(Stored data entries)

***

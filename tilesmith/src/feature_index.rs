//! Lookup from tile-space boxes back to the features they came from, for queries made
//! against an already rendered tile.

use crate::{
    expression::Properties,
    tile_id::OverscaledTileId,
    vector_tile::{GeomType, Geometry, VectorTile, VectorTileFeature},
};
use geo::BoundingRect as _;
use geo_types::{Coord, MultiPoint, Point};
use rstar::{AABB, RTree, RTreeObject};
use serde_json::Value;
use std::{
    collections::{BTreeMap, HashMap},
    sync::Arc,
};

/// Property used as the feature id instead of the one stored in the tile.
#[derive(Debug, Clone, PartialEq, Eq, serde::Deserialize)]
#[serde(untagged)]
pub enum PromoteId {
    Property(String),
    PerSourceLayer(BTreeMap<String, String>),
}

impl PromoteId {
    pub fn property(&self, source_layer: &str) -> Option<&str> {
        match self {
            Self::Property(name) => Some(name),
            Self::PerSourceLayer(names) => names.get(source_layer).map(String::as_str),
        }
    }
}

/// Maps strings to small integers and back. Source layer names are persisted this way.
#[derive(Debug, Clone, Default, PartialEq, Eq)]
pub struct DictionaryCoder {
    string_to_number: HashMap<String, u32>,
    number_to_string: Vec<String>,
}

impl DictionaryCoder {
    pub fn new(strings: impl IntoIterator<Item = String>) -> Self {
        let number_to_string: Vec<String> = strings.into_iter().collect();
        let string_to_number = number_to_string
            .iter()
            .zip(0..)
            .map(|(string, number)| (string.clone(), number))
            .collect();
        Self {
            string_to_number,
            number_to_string,
        }
    }

    pub fn encode(&self, string: &str) -> Option<u32> {
        self.string_to_number.get(string).copied()
    }

    pub fn decode(&self, number: u32) -> Option<&str> {
        self.number_to_string
            .get(usize::try_from(number).ok()?)
            .map(String::as_str)
    }
}

#[derive(Debug, Clone, Copy, PartialEq)]
struct IndexedFeature {
    feature_index: usize,
    source_layer_index: u32,
    bucket_index: usize,
}

#[derive(Debug, Clone, PartialEq)]
struct IndexedBox {
    envelope: AABB<[f64; 2]>,
    key: usize,
}

impl RTreeObject for IndexedBox {
    type Envelope = AABB<[f64; 2]>;

    fn envelope(&self) -> Self::Envelope {
        self.envelope
    }
}

/// Feature found by [`FeatureIndex::query`].
#[derive(Debug, Clone, PartialEq)]
pub struct QueriedFeature {
    pub source_layer: String,
    pub id: Option<Value>,
    pub kind: GeomType,
    pub properties: Properties,
    /// Layers drawing this feature.
    pub layer_ids: Vec<String>,
}

#[derive(Debug, Clone)]
pub struct FeatureIndex {
    pub tile_id: OverscaledTileId,
    /// Layer ids of each bucket, by bucket index.
    pub bucket_layer_ids: Vec<Vec<String>>,
    promote_id: Option<PromoteId>,
    features: Vec<IndexedFeature>,
    tree: RTree<IndexedBox>,
    source_layer_coder: DictionaryCoder,
    data: Option<Arc<VectorTile>>,
}

impl FeatureIndex {
    pub fn new(tile_id: OverscaledTileId, promote_id: Option<PromoteId>) -> Self {
        Self {
            tile_id,
            bucket_layer_ids: Vec::new(),
            promote_id,
            features: Vec::new(),
            tree: RTree::new(),
            source_layer_coder: DictionaryCoder::default(),
            data: None,
        }
    }

    /// Attach the tile the features come from.
    pub fn set_data(&mut self, data: Arc<VectorTile>, source_layer_coder: DictionaryCoder) {
        self.data = Some(data);
        self.source_layer_coder = source_layer_coder;
    }

    /// Id of the feature, taking `promoteId` into account. Booleans become numbers.
    pub fn get_id(&self, feature: &VectorTileFeature, source_layer: &str) -> Option<Value> {
        let Some(promote_id) = &self.promote_id else {
            return feature.id.map(Value::from);
        };
        let property = promote_id.property(source_layer)?;
        match feature.properties.get(property)? {
            Value::Bool(value) => Some(Value::from(u8::from(*value))),
            Value::Null => None,
            value => Some(value.clone()),
        }
    }

    pub fn insert(
        &mut self,
        feature_index: usize,
        geometry: &Geometry,
        source_layer_index: u32,
        bucket_index: usize,
    ) {
        let points: MultiPoint<f64> = geometry
            .iter()
            .flatten()
            .map(|&[x, y]| Point::new(f64::from(x), f64::from(y)))
            .collect();
        let Some(rect) = points.bounding_rect() else {
            return;
        };

        let key = self.features.len();
        self.features.push(IndexedFeature {
            feature_index,
            source_layer_index,
            bucket_index,
        });

        let Coord { x: x1, y: y1 } = rect.min();
        let Coord { x: x2, y: y2 } = rect.max();
        self.tree.insert(IndexedBox {
            envelope: AABB::from_corners([x1, y1], [x2, y2]),
            key,
        });
    }

    pub fn len(&self) -> usize {
        self.features.len()
    }

    pub fn is_empty(&self) -> bool {
        self.features.is_empty()
    }

    /// Features whose bounding box intersects the box given in tile units.
    pub fn query(&self, min: [f64; 2], max: [f64; 2]) -> Vec<QueriedFeature> {
        let Some(data) = &self.data else {
            return Vec::new();
        };

        let mut keys: Vec<usize> = self
            .tree
            .locate_in_envelope_intersecting(&AABB::from_corners(min, max))
            .map(|indexed| indexed.key)
            .collect();
        keys.sort_unstable();

        keys.into_iter()
            .filter_map(|key| {
                let indexed = self.features.get(key)?;
                let source_layer = self.source_layer_coder.decode(indexed.source_layer_index)?;
                let feature = data
                    .layer(source_layer)?
                    .features
                    .get(indexed.feature_index)?;
                Some(QueriedFeature {
                    source_layer: source_layer.to_owned(),
                    id: self.get_id(feature, source_layer),
                    kind: feature.kind,
                    properties: feature.properties.clone(),
                    layer_ids: self
                        .bucket_layer_ids
                        .get(indexed.bucket_index)
                        .cloned()
                        .unwrap_or_default(),
                })
            })
            .collect()
    }
}
//! Protobuf messages of the vector tile format.
//! <https://github.com/mapbox/vector-tile-spec/blob/master/2.1/vector_tile.proto>

use prost::{Enumeration, Message};

#[derive(Clone, PartialEq, Message)]
pub struct Tile {
    #[prost(message, repeated, tag = "3")]
    pub layers: Vec<Layer>,
}

#[derive(Clone, PartialEq, Message)]
pub struct Layer {
    #[prost(uint32, required, tag = "15", default = "1")]
    pub version: u32,
    #[prost(string, required, tag = "1")]
    pub name: String,
    #[prost(message, repeated, tag = "2")]
    pub features: Vec<Feature>,
    #[prost(string, repeated, tag = "3")]
    pub keys: Vec<String>,
    #[prost(message, repeated, tag = "4")]
    pub values: Vec<Value>,
    #[prost(uint32, optional, tag = "5", default = "4096")]
    pub extent: Option<u32>,
}

#[derive(Clone, PartialEq, Message)]
pub struct Feature {
    #[prost(uint64, optional, tag = "1", default = "0")]
    pub id: Option<u64>,
    /// Pairs of indices into [`Layer::keys`] and [`Layer::values`].
    #[prost(uint32, repeated, packed = "true", tag = "2")]
    pub tags: Vec<u32>,
    #[prost(enumeration = "GeomType", optional, tag = "3", default = "Unknown")]
    pub r#type: Option<i32>,
    /// Stream of commands and zigzag-encoded parameters.
    #[prost(uint32, repeated, packed = "true", tag = "4")]
    pub geometry: Vec<u32>,
}

#[derive(Clone, Copy, Debug, PartialEq, Eq, Hash, PartialOrd, Ord, Enumeration)]
#[repr(i32)]
pub enum GeomType {
    Unknown = 0,
    Point = 1,
    Linestring = 2,
    Polygon = 3,
}

/// Exactly one of the fields is set.
#[derive(Clone, PartialEq, Message)]
pub struct Value {
    #[prost(string, optional, tag = "1")]
    pub string_value: Option<String>,
    #[prost(float, optional, tag = "2")]
    pub float_value: Option<f32>,
    #[prost(double, optional, tag = "3")]
    pub double_value: Option<f64>,
    #[prost(int64, optional, tag = "4")]
    pub int_value: Option<i64>,
    #[prost(uint64, optional, tag = "5")]
    pub uint_value: Option<u64>,
    #[prost(sint64, optional, tag = "6")]
    pub sint_value: Option<i64>,
    #[prost(bool, optional, tag = "7")]
    pub bool_value: Option<bool>,
}
//! Grouping of style layers into families sharing a bucket.

use super::{LayerSpec, StyleLayer};
use crate::{Error, vector_tile::GEOJSON_TILE_LAYER};
use serde_json::Value;
use std::{
    collections::{BTreeMap, HashMap},
    fmt::Write as _,
    sync::Arc,
};

/// Layers sharing everything that affects the layout. The first one is representative.
pub type Family = Arc<[Arc<StyleLayer>]>;

/// Families keyed by source layer.
pub type SourceFamilies = BTreeMap<String, Vec<Family>>;

#[derive(Debug, Default)]
pub struct StyleLayerIndex {
    key_cache: HashMap<String, String>,
    order: Vec<String>,
    layers: HashMap<String, Arc<StyleLayer>>,
    families_by_source: HashMap<String, SourceFamilies>,
}

impl StyleLayerIndex {
    /// # Errors
    ///
    /// When any of the layers does not compile.
    pub fn new(layers: Vec<LayerSpec>) -> Result<Self, Error> {
        let mut index = Self::default();
        index.replace(layers)?;
        Ok(index)
    }

    pub fn replace(&mut self, layers: Vec<LayerSpec>) -> Result<(), Error> {
        let compiled = compile(layers)?;
        self.order.clear();
        self.layers.clear();
        self.apply(compiled, &[]);
        Ok(())
    }

    /// Set or replace given layers, drop the removed ones and group everything again, as
    /// a change to one layer can move its siblings between families.
    pub fn update(&mut self, layers: Vec<LayerSpec>, removed_ids: &[String]) -> Result<(), Error> {
        let compiled = compile(layers)?;
        self.apply(compiled, removed_ids);
        Ok(())
    }

    fn apply(&mut self, layers: Vec<StyleLayer>, removed_ids: &[String]) {
        for layer in layers {
            let id = layer.id().to_owned();
            self.key_cache.remove(&id);
            if self.layers.insert(id.clone(), Arc::new(layer)).is_none() {
                self.order.push(id);
            }
        }

        for id in removed_ids {
            self.key_cache.remove(id);
            self.layers.remove(id);
        }
        self.order.retain(|id| self.layers.contains_key(id));

        self.regroup();
    }

    fn regroup(&mut self) {
        let mut groups: Vec<Vec<Arc<StyleLayer>>> = Vec::new();
        let mut positions = HashMap::new();

        for id in &self.order {
            let Some(layer) = self.layers.get(id) else {
                continue;
            };
            let key = self
                .key_cache
                .entry(id.clone())
                .or_insert_with(|| layout_key(layer.spec()));
            let position = *positions.entry(key.clone()).or_insert_with(|| {
                groups.push(Vec::new());
                groups.len() - 1
            });
            groups[position].push(Arc::clone(layer));
        }

        self.families_by_source.clear();
        for group in groups {
            let Some(first) = group.first() else {
                continue;
            };
            if first.is_hidden() {
                continue;
            }

            let source = first.source().unwrap_or_default().to_owned();
            let source_layer = first
                .spec()
                .source_layer
                .clone()
                .unwrap_or_else(|| GEOJSON_TILE_LAYER.to_owned());

            self.families_by_source
                .entry(source)
                .or_default()
                .entry(source_layer)
                .or_default()
                .push(Family::from(group));
        }
    }

    /// Families of the source, keyed by source layer.
    pub fn families(&self, source: &str) -> Option<&SourceFamilies> {
        self.families_by_source.get(source)
    }

    pub fn layer(&self, id: &str) -> Option<&Arc<StyleLayer>> {
        self.layers.get(id)
    }

    pub fn len(&self) -> usize {
        self.layers.len()
    }

    pub fn is_empty(&self) -> bool {
        self.layers.is_empty()
    }
}

fn compile(layers: Vec<LayerSpec>) -> Result<Vec<StyleLayer>, Error> {
    layers.into_iter().map(StyleLayer::new).collect()
}

/// Concatenation of everything affecting the layout of a layer. Equal keys mean the
/// layers can share a bucket.
fn layout_key(spec: &LayerSpec) -> String {
    let mut key = String::new();
    let kind = Value::from(spec.kind.name());
    let source = spec.source.clone().map(Value::from);
    let source_layer = spec.source_layer.clone().map(Value::from);
    let minzoom = spec.minzoom.map(Value::from);
    let maxzoom = spec.maxzoom.map(Value::from);
    let layout = spec.layout.clone().map(Value::Object);

    for value in [
        Some(&kind),
        source.as_ref(),
        source_layer.as_ref(),
        minzoom.as_ref(),
        maxzoom.as_ref(),
        spec.filter.as_ref(),
        layout.as_ref(),
    ] {
        key.push('/');
        match value {
            Some(value) => stringify(value, &mut key),
            None => key.push_str("undefined"),
        }
    }
    key
}

/// Deterministic serialization, object keys are sorted and numbers normalized so
/// that `1` and `1.0` are the same.
fn stringify(value: &Value, out: &mut String) {
    match value {
        Value::Number(number) => match number.as_f64() {
            Some(number) => {
                let _ = write!(out, "{number}");
            }
            None => out.push_str(&number.to_string()),
        },
        Value::Array(values) => {
            out.push('[');
            for value in values {
                stringify(value, out);
                out.push(',');
            }
            out.push(']');
        }
        Value::Object(map) => {
            let mut keys: Vec<_> = map.keys().collect();
            keys.sort();
            out.push('{');
            for key in keys {
                out.push_str(&Value::from(key.as_str()).to_string());
                out.push(':');
                if let Some(value) = map.get(key) {
                    stringify(value, out);
                }
                out.push(',');
            }
            out.push('}');
        }
        other => out.push_str(&other.to_string()),
    }
}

***

Task description
If a line in the records above includes the string "packed", copy it.

Task answer
    #[prost(uint32, repeated, packed = "true", tag = "2")]
    #[prost(uint32, repeated, packed = "true", tag = "4")]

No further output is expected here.